Records for processing START

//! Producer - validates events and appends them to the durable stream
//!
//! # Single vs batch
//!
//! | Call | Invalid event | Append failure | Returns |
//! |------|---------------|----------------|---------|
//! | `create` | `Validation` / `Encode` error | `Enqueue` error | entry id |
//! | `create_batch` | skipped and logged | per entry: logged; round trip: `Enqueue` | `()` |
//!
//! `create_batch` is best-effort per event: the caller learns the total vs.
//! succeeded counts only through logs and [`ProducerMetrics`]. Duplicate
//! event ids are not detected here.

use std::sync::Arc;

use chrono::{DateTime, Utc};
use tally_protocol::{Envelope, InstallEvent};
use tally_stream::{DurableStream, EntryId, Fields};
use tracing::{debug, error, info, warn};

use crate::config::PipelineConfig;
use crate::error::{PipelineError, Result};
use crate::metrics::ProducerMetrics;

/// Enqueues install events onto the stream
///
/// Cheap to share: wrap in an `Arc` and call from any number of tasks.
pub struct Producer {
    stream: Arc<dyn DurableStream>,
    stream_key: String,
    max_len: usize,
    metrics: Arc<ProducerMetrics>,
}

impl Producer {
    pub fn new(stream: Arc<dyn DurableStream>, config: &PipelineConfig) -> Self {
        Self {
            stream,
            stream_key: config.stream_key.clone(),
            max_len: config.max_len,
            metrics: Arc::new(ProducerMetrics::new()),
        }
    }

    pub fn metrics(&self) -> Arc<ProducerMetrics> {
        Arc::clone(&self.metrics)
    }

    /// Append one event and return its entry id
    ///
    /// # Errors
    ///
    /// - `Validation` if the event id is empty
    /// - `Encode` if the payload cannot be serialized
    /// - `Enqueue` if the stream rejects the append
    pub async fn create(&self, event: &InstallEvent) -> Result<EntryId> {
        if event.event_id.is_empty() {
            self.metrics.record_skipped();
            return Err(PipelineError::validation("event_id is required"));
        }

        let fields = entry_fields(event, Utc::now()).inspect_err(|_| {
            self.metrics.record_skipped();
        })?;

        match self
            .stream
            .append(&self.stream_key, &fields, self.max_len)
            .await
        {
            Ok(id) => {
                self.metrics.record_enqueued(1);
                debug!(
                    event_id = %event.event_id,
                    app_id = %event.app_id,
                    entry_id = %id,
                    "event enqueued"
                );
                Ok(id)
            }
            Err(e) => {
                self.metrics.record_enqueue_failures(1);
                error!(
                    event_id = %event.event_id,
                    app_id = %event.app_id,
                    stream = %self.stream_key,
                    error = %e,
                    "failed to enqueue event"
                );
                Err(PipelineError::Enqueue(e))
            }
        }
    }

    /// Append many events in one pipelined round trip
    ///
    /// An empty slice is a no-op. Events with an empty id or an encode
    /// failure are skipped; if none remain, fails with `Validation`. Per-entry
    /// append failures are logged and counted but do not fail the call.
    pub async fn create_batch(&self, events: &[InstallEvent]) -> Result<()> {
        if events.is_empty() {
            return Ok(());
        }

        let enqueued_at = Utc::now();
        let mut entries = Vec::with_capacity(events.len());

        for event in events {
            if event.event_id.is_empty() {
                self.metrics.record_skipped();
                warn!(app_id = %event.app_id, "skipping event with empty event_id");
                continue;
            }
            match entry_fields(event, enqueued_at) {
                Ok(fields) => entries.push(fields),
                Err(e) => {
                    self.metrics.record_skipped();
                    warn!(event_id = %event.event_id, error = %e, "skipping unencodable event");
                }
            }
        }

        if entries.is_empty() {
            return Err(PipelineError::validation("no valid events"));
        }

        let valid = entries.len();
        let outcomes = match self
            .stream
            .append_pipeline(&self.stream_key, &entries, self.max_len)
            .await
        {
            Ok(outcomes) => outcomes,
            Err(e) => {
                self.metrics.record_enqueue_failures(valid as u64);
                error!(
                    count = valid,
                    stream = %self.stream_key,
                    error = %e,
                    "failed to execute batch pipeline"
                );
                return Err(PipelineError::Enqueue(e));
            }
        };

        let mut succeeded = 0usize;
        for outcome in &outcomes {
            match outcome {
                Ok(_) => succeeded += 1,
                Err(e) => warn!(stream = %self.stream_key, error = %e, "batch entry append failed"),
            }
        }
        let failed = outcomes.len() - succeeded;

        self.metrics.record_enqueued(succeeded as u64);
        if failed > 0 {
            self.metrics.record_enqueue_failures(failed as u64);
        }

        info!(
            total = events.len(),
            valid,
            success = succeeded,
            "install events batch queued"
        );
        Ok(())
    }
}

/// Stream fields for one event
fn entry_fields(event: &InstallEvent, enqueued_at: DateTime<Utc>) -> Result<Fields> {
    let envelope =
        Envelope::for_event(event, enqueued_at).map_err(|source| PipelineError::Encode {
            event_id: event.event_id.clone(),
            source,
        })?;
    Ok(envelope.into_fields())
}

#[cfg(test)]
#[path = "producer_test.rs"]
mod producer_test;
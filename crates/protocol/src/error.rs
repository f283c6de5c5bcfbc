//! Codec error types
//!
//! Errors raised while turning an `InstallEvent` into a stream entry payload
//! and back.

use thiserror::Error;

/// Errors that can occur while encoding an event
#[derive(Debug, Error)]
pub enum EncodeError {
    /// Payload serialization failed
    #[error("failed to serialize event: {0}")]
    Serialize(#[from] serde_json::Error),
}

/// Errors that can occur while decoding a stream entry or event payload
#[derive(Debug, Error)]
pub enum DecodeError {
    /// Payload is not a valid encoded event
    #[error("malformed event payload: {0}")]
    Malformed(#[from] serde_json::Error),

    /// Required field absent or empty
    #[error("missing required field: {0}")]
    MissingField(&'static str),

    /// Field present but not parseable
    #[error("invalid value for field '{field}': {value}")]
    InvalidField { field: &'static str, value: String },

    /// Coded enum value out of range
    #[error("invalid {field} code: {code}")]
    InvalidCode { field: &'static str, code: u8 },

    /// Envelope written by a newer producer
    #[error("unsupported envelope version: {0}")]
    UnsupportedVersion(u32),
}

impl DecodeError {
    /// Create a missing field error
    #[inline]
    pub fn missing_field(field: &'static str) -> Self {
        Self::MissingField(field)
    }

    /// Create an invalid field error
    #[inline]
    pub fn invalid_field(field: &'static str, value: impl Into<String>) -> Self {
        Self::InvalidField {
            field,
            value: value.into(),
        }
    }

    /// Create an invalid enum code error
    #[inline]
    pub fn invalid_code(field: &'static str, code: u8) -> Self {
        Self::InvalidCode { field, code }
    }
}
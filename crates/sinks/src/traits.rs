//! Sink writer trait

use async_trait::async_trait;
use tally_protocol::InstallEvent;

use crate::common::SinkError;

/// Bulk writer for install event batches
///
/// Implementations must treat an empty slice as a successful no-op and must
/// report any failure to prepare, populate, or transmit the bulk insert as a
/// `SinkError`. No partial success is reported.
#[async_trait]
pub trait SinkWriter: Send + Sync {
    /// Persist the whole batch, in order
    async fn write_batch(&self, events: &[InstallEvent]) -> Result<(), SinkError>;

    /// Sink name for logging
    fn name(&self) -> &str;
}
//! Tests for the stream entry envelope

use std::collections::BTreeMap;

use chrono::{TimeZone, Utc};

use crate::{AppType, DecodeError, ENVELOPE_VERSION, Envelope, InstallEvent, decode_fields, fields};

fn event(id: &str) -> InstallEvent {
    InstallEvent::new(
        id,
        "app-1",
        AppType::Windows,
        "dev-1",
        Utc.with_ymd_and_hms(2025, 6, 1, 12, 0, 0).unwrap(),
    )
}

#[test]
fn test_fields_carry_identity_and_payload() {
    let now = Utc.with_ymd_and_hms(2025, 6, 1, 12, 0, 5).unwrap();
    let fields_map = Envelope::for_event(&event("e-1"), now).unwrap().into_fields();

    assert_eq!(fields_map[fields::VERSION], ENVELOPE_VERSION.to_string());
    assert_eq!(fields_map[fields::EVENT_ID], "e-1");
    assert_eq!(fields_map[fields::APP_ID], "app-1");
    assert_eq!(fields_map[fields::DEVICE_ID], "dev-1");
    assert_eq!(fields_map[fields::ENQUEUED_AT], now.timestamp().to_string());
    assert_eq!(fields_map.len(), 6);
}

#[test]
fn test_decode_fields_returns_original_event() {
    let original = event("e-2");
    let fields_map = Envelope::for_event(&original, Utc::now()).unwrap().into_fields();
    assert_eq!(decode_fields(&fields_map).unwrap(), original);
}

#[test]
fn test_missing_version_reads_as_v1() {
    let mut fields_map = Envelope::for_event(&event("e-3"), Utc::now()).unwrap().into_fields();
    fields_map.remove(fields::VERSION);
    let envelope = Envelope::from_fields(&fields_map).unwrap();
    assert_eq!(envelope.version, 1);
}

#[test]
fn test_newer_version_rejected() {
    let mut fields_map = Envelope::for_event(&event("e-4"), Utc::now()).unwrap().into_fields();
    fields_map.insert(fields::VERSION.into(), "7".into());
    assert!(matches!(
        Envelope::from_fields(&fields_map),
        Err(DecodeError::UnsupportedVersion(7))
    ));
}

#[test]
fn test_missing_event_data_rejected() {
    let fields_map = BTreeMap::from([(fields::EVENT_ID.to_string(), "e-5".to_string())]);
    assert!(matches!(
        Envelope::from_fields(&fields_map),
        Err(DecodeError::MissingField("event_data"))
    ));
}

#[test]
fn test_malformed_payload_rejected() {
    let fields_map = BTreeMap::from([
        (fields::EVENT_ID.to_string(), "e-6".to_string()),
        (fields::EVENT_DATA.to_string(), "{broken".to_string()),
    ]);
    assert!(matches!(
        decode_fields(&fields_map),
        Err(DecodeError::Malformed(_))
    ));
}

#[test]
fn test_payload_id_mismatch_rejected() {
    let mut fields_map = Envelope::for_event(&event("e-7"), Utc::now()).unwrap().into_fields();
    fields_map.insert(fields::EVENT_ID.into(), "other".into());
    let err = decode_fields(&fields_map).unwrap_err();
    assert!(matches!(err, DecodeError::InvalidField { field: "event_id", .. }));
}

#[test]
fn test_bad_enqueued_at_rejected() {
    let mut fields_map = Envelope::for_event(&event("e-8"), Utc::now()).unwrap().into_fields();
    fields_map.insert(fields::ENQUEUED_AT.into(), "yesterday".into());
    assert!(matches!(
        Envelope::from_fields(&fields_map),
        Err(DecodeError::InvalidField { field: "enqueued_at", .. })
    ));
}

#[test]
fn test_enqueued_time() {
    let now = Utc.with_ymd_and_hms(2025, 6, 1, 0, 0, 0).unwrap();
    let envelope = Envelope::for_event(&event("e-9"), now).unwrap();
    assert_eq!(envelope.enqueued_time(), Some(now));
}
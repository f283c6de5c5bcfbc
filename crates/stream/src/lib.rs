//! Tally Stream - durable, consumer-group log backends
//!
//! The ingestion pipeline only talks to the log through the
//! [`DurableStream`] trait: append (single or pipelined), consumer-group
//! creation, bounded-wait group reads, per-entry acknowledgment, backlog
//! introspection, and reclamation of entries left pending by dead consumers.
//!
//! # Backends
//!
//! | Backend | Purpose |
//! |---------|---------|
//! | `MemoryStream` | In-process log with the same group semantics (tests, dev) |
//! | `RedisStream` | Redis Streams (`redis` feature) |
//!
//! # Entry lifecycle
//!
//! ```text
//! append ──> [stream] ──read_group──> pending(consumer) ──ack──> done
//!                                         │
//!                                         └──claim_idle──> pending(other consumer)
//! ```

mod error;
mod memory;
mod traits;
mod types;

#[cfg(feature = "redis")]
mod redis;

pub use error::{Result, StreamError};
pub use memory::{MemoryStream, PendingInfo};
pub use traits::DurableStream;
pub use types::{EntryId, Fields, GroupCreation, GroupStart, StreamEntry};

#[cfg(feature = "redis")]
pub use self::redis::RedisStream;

Records for processing END

• [Required action]
Using the records above, report each line that contains the word "trip" by copying it.

• [Exercise answer]
//! | `create_batch` | skipped and logged | per entry: logged; round trip: `Enqueue` | `()` |
    /// Append many events in one pipelined round trip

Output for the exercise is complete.